Je suis très heureux que ce débat ait été pour la première fois ouvert en Europe dans ce journal. C’est un débat capital, car il engage le futur de notre espèce, futur porteur d’un certain nombre de réalités mystérieuses sur le plan religieux : Apocalypse, retour du Fils (Parousie), Jugement, d’autres peut-être qui m’échappent2.
Ou plutôt, je dirai, non qu’il engage ce futur, mais qu’il l’a pour objet.
Car, ainsi que je l’ai souvent répété ici même, je ne crois pas que l’histoire, pourtant faite par les hommes, soit conduite par les hommes. Ce n’est pas pareil ! L’inondation est faite par le fleuve qui déborde : mais faut-il dire qu’elle est décidée par le fleuve ?

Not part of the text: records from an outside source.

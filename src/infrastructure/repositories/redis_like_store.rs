use crate::domain::like::{
    errors::StoreError,
    record::{IdentityKey, LikeRecord},
    repository::{CreateOutcome, LikeStore},
};
use async_trait::async_trait;
use redis::{AsyncCommands, Client, aio::ConnectionManager};
use std::time::Duration;

/// Stores every like as one field of a single Redis hash, keyed by identity.
/// `HSETNX` gives create-if-absent and `HLEN` is the count.
pub struct RedisLikeStore {
    conn: ConnectionManager,
    collection: String,
}

impl RedisLikeStore {
    pub async fn connect(
        client: Client,
        collection: impl Into<String>,
        connect_timeout: Duration,
    ) -> anyhow::Result<Self> {
        let conn = tokio::time::timeout(connect_timeout, ConnectionManager::new(client))
            .await
            .map_err(|_| anyhow::anyhow!("Redis connection timed out"))??;
        Ok(Self {
            conn,
            collection: collection.into(),
        })
    }
}

#[async_trait]
impl LikeStore for RedisLikeStore {
    async fn exists(&self, key: &IdentityKey) -> Result<bool, StoreError> {
        let mut conn = self.conn.clone();
        conn.hexists(&self.collection, key.as_str())
            .await
            .map_err(|e| StoreError::Infrastructure(e.to_string()))
    }

    async fn create_if_absent(&self, record: &LikeRecord) -> Result<CreateOutcome, StoreError> {
        let json = serde_json::to_string(record).map_err(|e| StoreError::CorruptRecord {
            key: record.identity_key.to_string(),
            reason: e.to_string(),
        })?;
        let mut conn = self.conn.clone();
        let created: bool = conn
            .hset_nx(&self.collection, record.identity_key.as_str(), json)
            .await
            .map_err(|e| StoreError::Infrastructure(e.to_string()))?;
        Ok(if created {
            CreateOutcome::Created
        } else {
            CreateOutcome::AlreadyExists
        })
    }

    async fn count_all(&self) -> Result<u64, StoreError> {
        let mut conn = self.conn.clone();
        conn.hlen(&self.collection)
            .await
            .map_err(|e| StoreError::Infrastructure(e.to_string()))
    }
}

Par qui, alors, est faite l’histoire dont l’homme est l’instrument ? Peut-être suis-je hérétique, mais il me semble que non : je crois que l’histoire est l’activité propre de la Providence sur notre espèce : « Sire, l’avenir est à Dieu. »3
Plus prosaïquement, c’est un fait aveuglant que l’évolution technique des hommes – pas seulement récente, je veux dire aussi bien l’évolution de la hache de pierre il y a deux cent mille ans – est un processus statistique dont les mécanismes échappent totalement à la volonté humaine, qui ne commande qu’à de tout petits événements vite noyés dans le flot du temps.

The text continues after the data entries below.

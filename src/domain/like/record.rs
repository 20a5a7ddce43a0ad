use chrono::{DateTime, Utc};
use lazy_static::lazy_static;
use serde::{Deserialize, Serialize};
use std::fmt;
use ts_rs::TS;
use validator::Validate;

lazy_static! {
    static ref STORE_UNSAFE_CHARS: regex::Regex = regex::Regex::new(r"[.#$/\[\]]").unwrap();
}

/// Store-safe key identifying one person across sessions and devices.
///
/// Derived from the verified contact address: trimmed, lowercased, and with
/// every character the document store reserves (`. # $ / [ ]`) replaced by `_`.
#[derive(Debug, Clone, PartialEq, Eq, Hash, PartialOrd, Ord, Serialize, Deserialize, TS)]
#[ts(export)]
pub struct IdentityKey(String);

impl IdentityKey {
    pub fn from_contact_address(address: &str) -> Self {
        let normalized = address.trim().to_lowercase();
        Self(STORE_UNSAFE_CHARS.replace_all(&normalized, "_").into_owned())
    }

    pub fn as_str(&self) -> &str {
        &self.0
    }
}

impl fmt::Display for IdentityKey {
    fn fmt(&self, f: &mut fmt::Formatter<'_>) -> fmt::Result {
        f.write_str(&self.0)
    }
}

/// An authenticated person as reported by the identity provider.
///
/// Only the contact address is checked. The avatar is whatever the provider
/// hands back and is stored as-is.
#[derive(Debug, Clone, PartialEq, Serialize, Deserialize, Validate)]
pub struct Identity {
    #[validate(length(min = 1))]
    pub display_name: String,

    #[validate(email)]
    pub contact_address: String,

    pub avatar_url: Option<String>,
}

impl Identity {
    pub fn new(
        display_name: Option<String>,
        contact_address: String,
        avatar_url: Option<String>,
    ) -> Self {
        let display_name = display_name
            .map(|name| name.trim().to_string())
            .filter(|name| !name.is_empty())
            .unwrap_or_else(|| "Anonymous".to_string());
        Self {
            display_name,
            contact_address: contact_address.trim().to_string(),
            avatar_url: avatar_url.filter(|url| !url.trim().is_empty()),
        }
    }

    pub fn key(&self) -> IdentityKey {
        IdentityKey::from_contact_address(&self.contact_address)
    }

    /// First whitespace-separated token of the display name.
    pub fn first_name(&self) -> &str {
        self.display_name
            .split_whitespace()
            .next()
            .unwrap_or("Anonymous")
    }
}

/// One person's like. Created once, never updated or deleted.
///
/// The `identity_key` is the record's unique key; the store refuses a second
/// record with the same key, which is what keeps the like count honest.
#[derive(Debug, Clone, PartialEq, Serialize, Deserialize, TS)]
#[ts(export)]
pub struct LikeRecord {
    pub identity_key: IdentityKey,
    pub display_name: String,
    pub contact_address: String,
    pub avatar_url: Option<String>,
    pub liked_at: DateTime<Utc>,
}

impl LikeRecord {
    pub fn new(identity: &Identity, liked_at: DateTime<Utc>) -> Self {
        Self {
            identity_key: identity.key(),
            display_name: identity.display_name.clone(),
            contact_address: identity.contact_address.clone(),
            avatar_url: identity.avatar_url.clone(),
            liked_at,
        }
    }
}
use std::time::Duration;

pub fn ease_out_quad(progress: f64) -> f64 {
    let t = progress.clamp(0.0, 1.0);
    1.0 - (1.0 - t) * (1.0 - t)
}

/// Integer interpolation from `from` to `to` over `duration`.
///
/// Frames are floored, so the value moves monotonically toward `to` and never
/// passes it, whichever direction it travels.
#[derive(Debug, Clone, Copy, PartialEq, Eq)]
pub struct Tween {
    pub from: u64,
    pub to: u64,
    pub duration: Duration,
}

impl Tween {
    pub fn new(from: u64, to: u64, duration: Duration) -> Self {
        Self { from, to, duration }
    }

    pub fn progress(&self, elapsed: Duration) -> f64 {
        if self.duration.is_zero() {
            return 1.0;
        }
        (elapsed.as_secs_f64() / self.duration.as_secs_f64()).min(1.0)
    }

    pub fn value_at(&self, elapsed: Duration) -> u64 {
        let progress = self.progress(elapsed);
        if progress >= 1.0 {
            return self.to;
        }
        let eased = ease_out_quad(progress);
        let from = self.from as f64;
        let delta = self.to as f64 - from;
        (from + delta * eased).floor() as u64
    }

    pub fn is_finished(&self, elapsed: Duration) -> bool {
        self.progress(elapsed) >= 1.0
    }
}

/// Compact display form: `999`, `1.2k`, `3.4M`.
pub fn format_count(count: u64) -> String {
    if count >= 1_000_000 {
        format!("{:.1}M", count as f64 / 1_000_000.0)
    } else if count >= 1_000 {
        format!("{:.1}k", count as f64 / 1_000.0)
    } else {
        count.to_string()
    }
}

Croyez-vous que la colonisation de l’espace dépende de la volonté humaine ? C’est comme demander si l’apparition des langues indo-européennes se fit sur une décision. Elle se fit par d’imperceptibles changements dans la façon de parler de millions d’hommes pendant des siècles. Puis, un jour, les peuples qui parlaient la langue nouvelle se trouvèrent porteurs d’un instrument intellectuel d’une puissance sans rivale, qui se traduisit par mille conquêtes, mille batailles et la naissance de cent peuples nouveaux4.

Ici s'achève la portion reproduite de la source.